ACTION ITEM: Go through each line of the records below and count those with the word "RegistryState". Give only the count.

━━━ RECORDS FOR THIS EXERCISE ━━━

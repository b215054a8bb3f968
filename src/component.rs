//! Component registry: the coordinate source of truth for functional units.
//!
//! Every functional unit of the datapath (PC, instruction memory, register
//! file, ALUs, multiplexers, gates...) is described by a rectangle in canvas
//! coordinates. Connection points are always derived from the current
//! rectangle and never cached, so a re-scale is picked up by the next read.
//!
//! The registry hands out immutable [`Layout`] snapshots. `initialize()`
//! swaps the whole table at once, so a reader holding a snapshot never sees a
//! partially updated layout.
//!
//! # Example
//!
//! ```
//! use datapath_flow::component::{ComponentRegistry, Layout, Side};
//!
//! let registry = ComponentRegistry::new(Layout::standard(1.0));
//! let pc_right = registry.connection_point("PC", Side::Right).unwrap();
//!
//! registry.rescale(2.0);
//! let scaled = registry.connection_point("PC", Side::Right).unwrap();
//! assert_eq!(scaled.x, pc_right.x * 2.0);
//! ```

use parking_lot::RwLock;
use serde::{Deserialize, Serialize};
use std::collections::BTreeMap;
use std::sync::Arc;
use thiserror::Error;

use crate::types::{ComponentId, Point};

/// Errors raised by component lookups.
///
/// `NotFound` is recoverable: callers treat it as "component currently
/// absent from the diagram" and skip the dependent visual.
#[derive(Error, Debug, Clone, PartialEq, Eq)]
pub enum ComponentError {
    #[error("component not found: {0}")]
    NotFound(ComponentId),
}

/// A side (or the center) of a component rectangle.
#[derive(Clone, Copy, Debug, PartialEq, Eq, Hash, Serialize, Deserialize)]
#[serde(rename_all = "lowercase")]
pub enum Side {
    Top,
    Bottom,
    Left,
    Right,
    Center,
}

/// Rectangle occupied by one functional unit.
#[derive(Clone, Debug, PartialEq, Serialize, Deserialize)]
pub struct ComponentRect {
    pub id: ComponentId,
    pub x: f64,
    pub y: f64,
    pub width: f64,
    pub height: f64,
}

impl ComponentRect {
    /// Creates a new rectangle.
    pub fn new(id: impl Into<ComponentId>, x: f64, y: f64, width: f64, height: f64) -> Self {
        Self {
            id: id.into(),
            x,
            y,
            width,
            height,
        }
    }

    pub fn left(&self) -> f64 {
        self.x
    }

    pub fn right(&self) -> f64 {
        self.x + self.width
    }

    pub fn top(&self) -> f64 {
        self.y
    }

    pub fn bottom(&self) -> f64 {
        self.y + self.height
    }

    pub fn center(&self) -> Point {
        Point::new(self.x + self.width / 2.0, self.y + self.height / 2.0)
    }

    /// Midpoint of the given side, or the center.
    pub fn connection_point(&self, side: Side) -> Point {
        self.port(side, 0.5)
    }

    /// A point along `side` at `fraction` (0.0 = top/left end, 1.0 = bottom/right end).
    ///
    /// `fraction` is clamped to `[0, 1]`. For `Side::Center` the fraction is ignored.
    pub fn port(&self, side: Side, fraction: f64) -> Point {
        let f = fraction.clamp(0.0, 1.0);
        match side {
            Side::Top => Point::new(self.x + self.width * f, self.top()),
            Side::Bottom => Point::new(self.x + self.width * f, self.bottom()),
            Side::Left => Point::new(self.left(), self.y + self.height * f),
            Side::Right => Point::new(self.right(), self.y + self.height * f),
            Side::Center => self.center(),
        }
    }

    /// Returns true if `p` lies on (or within `epsilon` of) the rectangle outline.
    pub fn on_boundary(&self, p: &Point, epsilon: f64) -> bool {
        let within_x = p.x >= self.left() - epsilon && p.x <= self.right() + epsilon;
        let within_y = p.y >= self.top() - epsilon && p.y <= self.bottom() + epsilon;
        if !(within_x && within_y) {
            return false;
        }
        (p.x - self.left()).abs() <= epsilon
            || (p.x - self.right()).abs() <= epsilon
            || (p.y - self.top()).abs() <= epsilon
            || (p.y - self.bottom()).abs() <= epsilon
    }

    /// Returns a copy with every coordinate multiplied by `factor`.
    pub fn scaled(&self, factor: f64) -> Self {
        Self {
            id: self.id.clone(),
            x: self.x * factor,
            y: self.y * factor,
            width: self.width * factor,
            height: self.height * factor,
        }
    }
}

/// Unit rectangles of the built-in LEGv8 single-cycle datapath at scale 1.0.
const STANDARD_RECTS: &[(&str, f64, f64, f64, f64)] = &[
    ("PC", 40.0, 300.0, 40.0, 80.0),
    ("InstructionMemory", 120.0, 280.0, 110.0, 140.0),
    ("ALUPC", 140.0, 60.0, 50.0, 70.0),
    ("Control", 330.0, 80.0, 70.0, 190.0),
    ("MuxReg2Loc", 300.0, 350.0, 20.0, 60.0),
    ("RegFile", 380.0, 290.0, 130.0, 160.0),
    ("SignExtend", 420.0, 500.0, 60.0, 60.0),
    ("ShiftLeft2", 560.0, 130.0, 50.0, 40.0),
    ("ALUBranch", 650.0, 70.0, 60.0, 90.0),
    ("ALUControl", 600.0, 510.0, 60.0, 50.0),
    ("MuxALUSrc", 570.0, 360.0, 20.0, 70.0),
    ("ALUMain", 640.0, 300.0, 80.0, 140.0),
    ("DataMemory", 790.0, 290.0, 120.0, 160.0),
    ("MuxMemToReg", 960.0, 340.0, 20.0, 70.0),
    ("ZeroAND", 800.0, 170.0, 40.0, 30.0),
    ("BranchOR", 870.0, 110.0, 40.0, 30.0),
    ("MuxPC", 980.0, 40.0, 20.0, 70.0),
];

/// Shared vertical routing lines (x-coordinates at scale 1.0).
const STANDARD_LINES: &[(&str, f64)] = &[
    ("pc_feedback", 20.0),
    ("pc_out", 100.0),
    ("pc_tap", 105.0),
    ("pc4_out", 210.0),
    ("instr_bus", 270.0),
    ("wb_return", 365.0),
    ("rd2", 530.0),
    ("imm_bus", 540.0),
    ("store_data", 545.0),
    ("ctl_aluop", 550.0),
    ("ctl_alusrc", 555.0),
    ("rd1", 600.0),
    ("alu_b", 615.0),
    ("branch_pc_in", 625.0),
    ("sl2_out", 630.0),
    ("alu_zero", 745.0),
    ("alu_out", 760.0),
    ("dm_in", 770.0),
    ("ctl_branch", 780.0),
    ("uncond_drop", 848.0),
    ("and_out", 858.0),
    ("dm_out", 930.0),
    ("wb_mux_in", 940.0),
    ("branch_target", 950.0),
    ("wb_out", 1010.0),
    ("pc_loop", 1030.0),
];

/// An immutable snapshot of the component table and routing lines.
#[derive(Clone, Debug, Serialize, Deserialize)]
pub struct Layout {
    scale: f64,
    rects: BTreeMap<ComponentId, ComponentRect>,
    vertical_lines: BTreeMap<String, f64>,
}

impl Default for Layout {
    fn default() -> Self {
        Self::new(1.0)
    }
}

impl Layout {
    /// Creates an empty layout at the given scale.
    pub fn new(scale: f64) -> Self {
        Self {
            scale,
            rects: BTreeMap::new(),
            vertical_lines: BTreeMap::new(),
        }
    }

    /// The built-in LEGv8 single-cycle datapath layout, scaled uniformly.
    pub fn standard(scale: f64) -> Self {
        let mut layout = Self::new(scale);
        for &(id, x, y, w, h) in STANDARD_RECTS {
            layout.insert_rect(ComponentRect::new(id, x, y, w, h).scaled(scale));
        }
        for &(name, x) in STANDARD_LINES {
            layout.set_line(name, x * scale);
        }
        layout
    }

    /// Builds a layout from explicit rectangles and lines.
    pub fn from_parts(
        rects: impl IntoIterator<Item = ComponentRect>,
        vertical_lines: impl IntoIterator<Item = (String, f64)>,
        scale: f64,
    ) -> Self {
        let mut layout = Self::new(scale);
        for rect in rects {
            layout.insert_rect(rect);
        }
        for (name, x) in vertical_lines {
            layout.set_line(name, x);
        }
        layout
    }

    /// Adds or replaces a rectangle.
    pub fn insert_rect(&mut self, rect: ComponentRect) {
        self.rects.insert(rect.id.clone(), rect);
    }

    /// Removes a rectangle, returning it if present.
    pub fn remove_rect(&mut self, id: &str) -> Option<ComponentRect> {
        self.rects.remove(id)
    }

    /// Adds or replaces a named vertical routing line.
    pub fn set_line(&mut self, name: impl Into<String>, x: f64) {
        self.vertical_lines.insert(name.into(), x);
    }

    pub fn scale(&self) -> f64 {
        self.scale
    }

    pub fn rect(&self, id: &str) -> Option<&ComponentRect> {
        self.rects.get(id)
    }

    pub fn line(&self, name: &str) -> Option<f64> {
        self.vertical_lines.get(name).copied()
    }

    pub fn rects(&self) -> impl Iterator<Item = &ComponentRect> {
        self.rects.values()
    }

    pub fn lines(&self) -> impl Iterator<Item = (&String, &f64)> {
        self.vertical_lines.iter()
    }

    pub fn len(&self) -> usize {
        self.rects.len()
    }

    pub fn is_empty(&self) -> bool {
        self.rects.is_empty()
    }
}

struct RegistryState {
    layout: Arc<Layout>,
    generation: u64,
}

/// Holds the current layout and swaps it atomically on re-initialization.
///
/// Single writer, many readers. Readers take an `Arc<Layout>` snapshot and
/// keep a consistent view for as long as they hold it.
pub struct ComponentRegistry {
    state: RwLock<RegistryState>,
}

impl Default for ComponentRegistry {
    fn default() -> Self {
        Self::new(Layout::standard(1.0))
    }
}

impl ComponentRegistry {
    /// Creates a registry holding `layout`.
    pub fn new(layout: Layout) -> Self {
        Self {
            state: RwLock::new(RegistryState {
                layout: Arc::new(layout),
                generation: 0,
            }),
        }
    }

    /// Replaces the whole component table at once.
    pub fn initialize(
        &self,
        rects: impl IntoIterator<Item = ComponentRect>,
        vertical_lines: impl IntoIterator<Item = (String, f64)>,
        scale: f64,
    ) {
        self.install(Layout::from_parts(rects, vertical_lines, scale));
    }

    /// Installs a prebuilt layout.
    pub fn install(&self, layout: Layout) {
        let layout = Arc::new(layout);
        let mut state = self.state.write();
        state.layout = layout;
        state.generation += 1;
        tracing::debug!(
            generation = state.generation,
            components = state.layout.len(),
            scale = state.layout.scale(),
            "component table replaced"
        );
    }

    /// Rebuilds the standard layout at a new scale.
    pub fn rescale(&self, scale: f64) {
        self.install(Layout::standard(scale));
    }

    /// Returns the current snapshot.
    pub fn snapshot(&self) -> Arc<Layout> {
        Arc::clone(&self.state.read().layout)
    }

    /// Number of times the table has been replaced.
    pub fn generation(&self) -> u64 {
        self.state.read().generation
    }

    pub fn get(&self, id: &str) -> Result<ComponentRect, ComponentError> {
        self.snapshot()
            .rect(id)
            .cloned()
            .ok_or_else(|| ComponentError::NotFound(id.to_string()))
    }

    pub fn connection_point(&self, id: &str, side: Side) -> Result<Point, ComponentError> {
        self.get(id).map(|rect| rect.connection_point(side))
    }

    pub fn contains(&self, id: &str) -> bool {
        self.snapshot().rect(id).is_some()
    }

    pub fn component_ids(&self) -> Vec<ComponentId> {
        self.snapshot().rects().map(|r| r.id.clone()).collect()
    }
}

impl std::fmt::Debug for ComponentRegistry {
    fn fmt(&self, f: &mut std::fmt::Formatter<'_>) -> std::fmt::Result {
        let state = self.state.read();
        f.debug_struct("ComponentRegistry")
            .field("generation", &state.generation)
            .field("components", &state.layout.len())
            .field("scale", &state.layout.scale())
            .finish()
    }
}

#[cfg(test)]
mod tests {
    use super::*;

    #[test]
    fn test_connection_points() {
        let rect = ComponentRect::new("ALU", 100.0, 200.0, 40.0, 80.0);
        assert_eq!(rect.connection_point(Side::Top), Point::new(120.0, 200.0));
        assert_eq!(rect.connection_point(Side::Bottom), Point::new(120.0, 280.0));
        assert_eq!(rect.connection_point(Side::Left), Point::new(100.0, 240.0));
        assert_eq!(rect.connection_point(Side::Right), Point::new(140.0, 240.0));
        assert_eq!(rect.connection_point(Side::Center), Point::new(120.0, 240.0));
    }

    #[test]
    fn test_port_fraction_is_clamped() {
        let rect = ComponentRect::new("M", 0.0, 0.0, 10.0, 100.0);
        assert_eq!(rect.port(Side::Left, 0.25), Point::new(0.0, 25.0));
        assert_eq!(rect.port(Side::Left, 2.0), Point::new(0.0, 100.0));
    }

    #[test]
    fn test_on_boundary() {
        let rect = ComponentRect::new("R", 0.0, 0.0, 10.0, 10.0);
        assert!(rect.on_boundary(&Point::new(0.0, 5.0), 0.01));
        assert!(rect.on_boundary(&Point::new(10.5, 5.0), 1.0));
        assert!(!rect.on_boundary(&Point::new(5.0, 5.0), 1.0));
        assert!(!rect.on_boundary(&Point::new(20.0, 5.0), 1.0));
    }

    #[test]
    fn test_standard_layout() {
        let layout = Layout::standard(1.0);
        assert_eq!(layout.len(), STANDARD_RECTS.len());
        assert!(layout.rect("RegFile").is_some());
        assert_eq!(layout.line("instr_bus"), Some(270.0));
    }

    #[test]
    fn test_registry_not_found_is_recoverable() {
        let registry = ComponentRegistry::default();
        assert_eq!(
            registry.get("FloatingPointUnit"),
            Err(ComponentError::NotFound("FloatingPointUnit".to_string()))
        );
        assert!(registry.connection_point("FloatingPointUnit", Side::Top).is_err());
    }

    #[test]
    fn test_initialize_replaces_whole_table() {
        let registry = ComponentRegistry::default();
        let before = registry.snapshot();

        registry.initialize(
            vec![ComponentRect::new("PC", 0.0, 0.0, 10.0, 10.0)],
            vec![("pc_out".to_string(), 15.0)],
            0.5,
        );

        // The old snapshot is untouched.
        assert!(before.rect("RegFile").is_some());

        let after = registry.snapshot();
        assert_eq!(after.len(), 1);
        assert_eq!(after.scale(), 0.5);
        assert!(!registry.contains("RegFile"));
        assert_eq!(registry.generation(), 1);
    }

    #[test]
    fn test_rescale_recomputes_points() {
        let registry = ComponentRegistry::default();
        let p1 = registry.connection_point("ALUMain", Side::Center).unwrap();
        registry.rescale(1.5);
        let p2 = registry.connection_point("ALUMain", Side::Center).unwrap();
        assert_eq!(p2, Point::new(p1.x * 1.5, p1.y * 1.5));
    }
}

━━━

ANSWER TO THE EXERCISE: 3